Maybe nothing you haven't heard before, but it was definitely one of those "AHA !" moments for me...or as Emin used to call them :"mental orgasms".


----------



## zepedawingchun (Jan 19, 2010)

geezer said:


> OK, besides being from another "ronin" branch of essentially the same lineage, I posted this because I just received a copy of GM Kernspecht's new DVD, _The Myth of the Wooden Dummy_. Have any of the rest of you seen this? The practical applications shown are very interesting. When portrayed in a free-flow, combat context some of these high-level practitioners move in ways that don't look much like what most people recognize as WC. Yet, there is all the power, speed and fluidity... and combat effectiveness that we seek. Any opinions?


 
Geezer,

I haven't seen the DVD you make reference to.  But, my Sifu has always said that once you learn and understand Wing Chun and it becomes part of you (meaning you've reached that high level of skill), it doesn't look like any particular martial art at all or at least what people have come to see it as or expect it to look like.  The fairly trained eye doesn't see the tan sao's, the bongs, the fooks, etc.  Yet they are there, they just don't look like a solid or static hand position, but something that passes from one transitional motion to another.  I can't explain it any other way.  But I see what he's talking about when he does it.


----------



## yak sao (Jan 19, 2010)

This gets into what I believe has been mentioned previously on other threads...our misunderstanding of what WT should look like at higher levels or when applied in an actual combat situation stems from our misunderstanding of the Chinese language.

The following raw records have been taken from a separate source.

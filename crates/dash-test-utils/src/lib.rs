//! Testing utilities for the dashboard workspace
//!
//! Shared record fixtures and a scriptable record source.

#![allow(missing_docs)]

use async_trait::async_trait;
use dash_fetch::{FetchError, RecordSource};
use dash_filters::FilterQuery;
use dash_records::Record;
use parking_lot::Mutex;
use std::collections::VecDeque;

pub fn record(end_year: Option<i32>, topic: &str, sector: &str, region: &str, intensity: f64) -> Record {
    Record {
        end_year,
        topic: topic.to_string(),
        sector: sector.to_string(),
        region: region.to_string(),
        intensity,
        ..Record::default()
    }
}

/// A small dataset touching every field, with a few empty values
pub fn sample_records() -> Vec<Record> {
    vec![
        Record {
            end_year: Some(2030),
            topic: "oil".into(),
            sector: "Energy".into(),
            pestle: "Economic".into(),
            source: "EIA".into(),
            country: "United States of America".into(),
            region: "Northern America".into(),
            intensity: 6.0,
            likelihood: 3.0,
            relevance: 2.0,
        },
        Record {
            end_year: Some(2025),
            topic: "gas".into(),
            sector: "Energy".into(),
            pestle: "Industries".into(),
            source: "OPEC".into(),
            country: "Iran".into(),
            region: "Western Asia".into(),
            intensity: 4.0,
            likelihood: 2.0,
            relevance: 3.0,
        },
        Record {
            end_year: None,
            topic: "oil".into(),
            sector: String::new(),
            pestle: "Economic".into(),
            source: "Reuters".into(),
            country: "India".into(),
            region: "Southern Asia".into(),
            intensity: 2.0,
            likelihood: 1.0,
            relevance: 1.0,
        },
        Record {
            end_year: Some(2030),
            topic: "market".into(),
            sector: "Retail".into(),
            pestle: String::new(),
            source: "EIA".into(),
            country: String::new(),
            region: "Northern America".into(),
            intensity: 8.0,
            likelihood: 4.0,
            relevance: 5.0,
        },
    ]
}

/// JSON body for `records` in the paged response form
pub fn paged_body(records: &[Record]) -> String {
    serde_json::json!({
        "count": records.len(),
        "next": null,
        "previous": null,
        "results": records,
    })
    .to_string()
}

enum Reply {
    Records(Vec<Record>),
    Status(u16),
}

/// Record source that records every query and answers from a script
///
/// Scripted replies are consumed in order; once exhausted, every query is
/// answered by filtering the fallback dataset.
#[derive(Default)]
pub struct RecordingSource {
    fallback: Vec<Record>,
    script: Mutex<VecDeque<Reply>>,
    queries: Mutex<Vec<FilterQuery>>,
}

impl RecordingSource {
    pub fn new(fallback: Vec<Record>) -> Self {
        Self {
            fallback,
            ..Self::default()
        }
    }

    /// Next query answers with `records`
    pub fn then_records(self, records: Vec<Record>) -> Self {
        self.script.lock().push_back(Reply::Records(records));
        self
    }

    /// Next query fails with `status`
    pub fn then_status(self, status: u16) -> Self {
        self.script.lock().push_back(Reply::Status(status));
        self
    }

    pub fn queries(&self) -> Vec<FilterQuery> {
        self.queries.lock().clone()
    }

    pub fn calls(&self) -> usize {
        self.queries.lock().len()
    }
}

#[async_trait]
impl RecordSource for RecordingSource {
    async fn fetch(&self, query: &FilterQuery) -> Result<Vec<Record>, FetchError> {
        self.queries.lock().push(query.clone());
        let reply = self.script.lock().pop_front();
        match reply {
            Some(Reply::Records(records)) => Ok(records),
            Some(Reply::Status(status)) => Err(FetchError::Status {
                status,
                url: format!("memory://records?{query}"),
            }),
            None => Ok(query.filter(&self.fallback).cloned().collect()),
        }
    }
}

Westerners look at these terms: tan, fook, bong etc and see "things", when I believe at their core they are meant to be interpreted as actions.


----------



## zepedawingchun (Jan 19, 2010)

yak sao said:


> Westerners look at these terms: tan, fook, bong etc and see "things", when I believe at their core they are meant to be interpreted as actions.


 
I think you hit the nail on the head (do they say that in Hong Kong?).


----------



## yak sao (Jan 27, 2010)

Another one bites the dust.

Leung Ting's /KK's empire continues to crumble.
Victor Gutierrez (sp?) has now left the EWTO.


----------



## geezer (Jan 28, 2010)

yak sao said:


> Another one bites the dust.
> 
> Leung Ting's /KK's empire continues to crumble.
> Victor Gutierrez (sp?) has now left the EWTO.


 
_What? Where...When?_ Victor is one of the "7th Level Practician" rank WT guys featured prominently on that new DVD I mentioned above. In fact he's one of the guys I was talking about whose personal style looks so non-classical for WT/WC... more like the "Blitz Defense" system that GM Kernspecht developed.

BTW. I heard that he once wanted to challenge Emin. Man, that's a fight I would pay big bucks to see.


----------



## yak sao (Jan 28, 2010)

geezer said:


> _What? Where...When?_ Victor is one of the "7th Level Practician" rank WT guys featured prominently on that new DVD I mentioned above. In fact he's one of the guys I was talking about whose personal style looks so non-classical for WT/WC... more like the "Blitz Defense" system that GM Kernspecht developed.
> 
> BTW. I heard that he once wanted to challenge Emin. Man, that's a fight I would pay big bucks to see.


 

Could you imagine the body parts that would have to be picked up after a fight like that?

I didn't quite catch all the nuances of why/when /where/ but it is mentioned on www.wingtsunwelt.com and there is a video on youtube where Victor gives his statement.


----------



## geezer (Jan 28, 2010)

Yak, I can't get youtube here (I'm on break at work), but I did go to Victor's website. It's in Spanish, but it's pretty straightforward. He talks about his re-evolution of WT and basicly states that his method and teaching system (which he is now calling "Wing Revolution") has evolved to the point where he no longer feels that it is compatable with Kernspecht's EWTO system. Looking at the way he moves, I can believe that. Still, I suspect the break is more about business and freedom than the system itself. The same thing happened with Emin. LT wanted to control him and keep most of the profit for himself. Emin made the only intelligent choice... he went out on his own. It's not like LT or KK can teach these guys anything more. At that level, I really think you have to do your own research and teach yourself. Bruce Lee figured that out over 40 years ago.

As for myself... If I won the lottery, I'd probably want to train with GM Kernspecht himself (provided I didn't have to put up with LT showing up!...out on bail that is...he he). I mean,_ he's_ the guy that produced Emin, Victor and a host of others of similar skills. Besides, can you imaging training all day in that castle, and then going out for good German beer afterwards. Too cool.


----------



## geezer (Jan 28, 2010)

yak sao said:


> Could you imagine the body parts that would have to be picked up after a fight like that?


 
...And that's just from the spectators!


----------



## yak sao (Jan 28, 2010)

I agree, I would love to train under KK. Even if only for a year....could you imagine how much your skill level/understanding would increase?!


----------